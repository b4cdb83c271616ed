use std::{
    collections::HashMap,
    env, fs,
    io::{BufRead, BufReader},
    path::PathBuf,
    time::Duration,
};

use directories::BaseDirs;

/// Key/value configuration: built-in defaults, overlaid by the rc file,
/// overlaid by environment variables (env wins).
#[derive(Debug, Clone)]
pub struct Config {
    inner: HashMap<String, String>,
    pub config_path: PathBuf,
}

impl Config {
    pub fn load() -> Self {
        let mut map = default_map();
        let config_path = default_config_path();

        if config_path.exists() {
            if let Ok(file) = fs::File::open(&config_path) {
                let reader = BufReader::new(file);
                let text: String = reader
                    .lines()
                    .map_while(Result::ok)
                    .map(|l| l + "\n")
                    .collect();
                apply_rc_text(&mut map, &text);
            }
        }

        // Environment takes precedence over the rc file
        for (k, v) in env::vars() {
            if is_config_key(&k) {
                map.insert(k, v);
            }
        }

        Self { inner: map, config_path }
    }

    pub fn get(&self, key: &str) -> Option<String> {
        if let Ok(v) = env::var(key) {
            return Some(v);
        }
        self.inner.get(key).cloned()
    }

    pub fn get_bool(&self, key: &str) -> bool {
        self.get(key).map(|v| v.eq_ignore_ascii_case("true")).unwrap_or(false)
    }

    pub fn script_path(&self) -> PathBuf {
        PathBuf::from(self.get("WOLFRAM_SCRIPT_PATH").unwrap_or_else(|| "wolframscript".into()))
    }

    pub fn kernel_path(&self) -> PathBuf {
        PathBuf::from(self.get("WOLFRAM_KERNEL_PATH").unwrap_or_else(|| "WolframKernel".into()))
    }

    pub fn use_kernel(&self) -> bool {
        self.get_bool("WOLFRAM_USE_KERNEL")
    }

    pub fn default_timeout(&self) -> Duration {
        Duration::from_secs(self.get_secs("WOLFRAM_DEFAULT_TIMEOUT", 30))
    }

    pub fn probe_timeout(&self) -> Duration {
        Duration::from_secs(self.get_secs("WOLFRAM_PROBE_TIMEOUT", 10))
    }

    pub fn max_concurrent(&self) -> usize {
        self.get("WOLFRAM_MAX_CONCURRENT")
            .and_then(|v| v.parse::<usize>().ok())
            .filter(|n| *n >= 1)
            .unwrap_or(4)
    }

    /// Extra error markers appended to the built-in set,
    /// semicolon-separated.
    pub fn extra_error_markers(&self) -> Vec<String> {
        self.get("WOLFRAM_ERROR_MARKERS")
            .map(|v| {
                v.split(';')
                    .map(str::trim)
                    .filter(|m| !m.is_empty())
                    .map(str::to_string)
                    .collect()
            })
            .unwrap_or_default()
    }

    fn get_secs(&self, key: &str, default: u64) -> u64 {
        self.get(key).and_then(|v| v.parse::<u64>().ok()).filter(|n| *n >= 1).unwrap_or(default)
    }
}

/// Parse `key = value` lines; `#` starts a comment, blank lines skipped.
fn apply_rc_text(map: &mut HashMap<String, String>, text: &str) {
    for line in text.lines() {
        let line = line.trim();
        if line.is_empty() || line.starts_with('#') {
            continue;
        }
        if let Some((k, v)) = line.split_once('=') {
            map.insert(k.trim().to_string(), v.trim().to_string());
        }
    }
}

fn is_config_key(k: &str) -> bool {
    k.starts_with("WOLFRAM_")
}

fn default_config_path() -> PathBuf {
    let base = BaseDirs::new()
        .map(|b| b.config_dir().to_path_buf())
        .unwrap_or_else(|| PathBuf::from("~/.config"));
    base.join("wolfram_bridge").join("config")
}

fn default_map() -> HashMap<String, String> {
    let mut m = HashMap::new();
    m.insert("WOLFRAM_SCRIPT_PATH".into(), "wolframscript".into());
    m.insert("WOLFRAM_KERNEL_PATH".into(), "WolframKernel".into());
    m.insert("WOLFRAM_USE_KERNEL".into(), "false".into());
    m.insert("WOLFRAM_DEFAULT_TIMEOUT".into(), "30".into());
    m.insert("WOLFRAM_PROBE_TIMEOUT".into(), "10".into());
    m.insert("WOLFRAM_MAX_CONCURRENT".into(), "4".into());
    m
}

-- -- --

### DESCRIPTION OF THE TASK
If a line in the entries above contains "Some", report it.

### RESULT OF THIS EXERCISE
            return Some(v);
        if let Some((k, v)) = line.split_once('=') {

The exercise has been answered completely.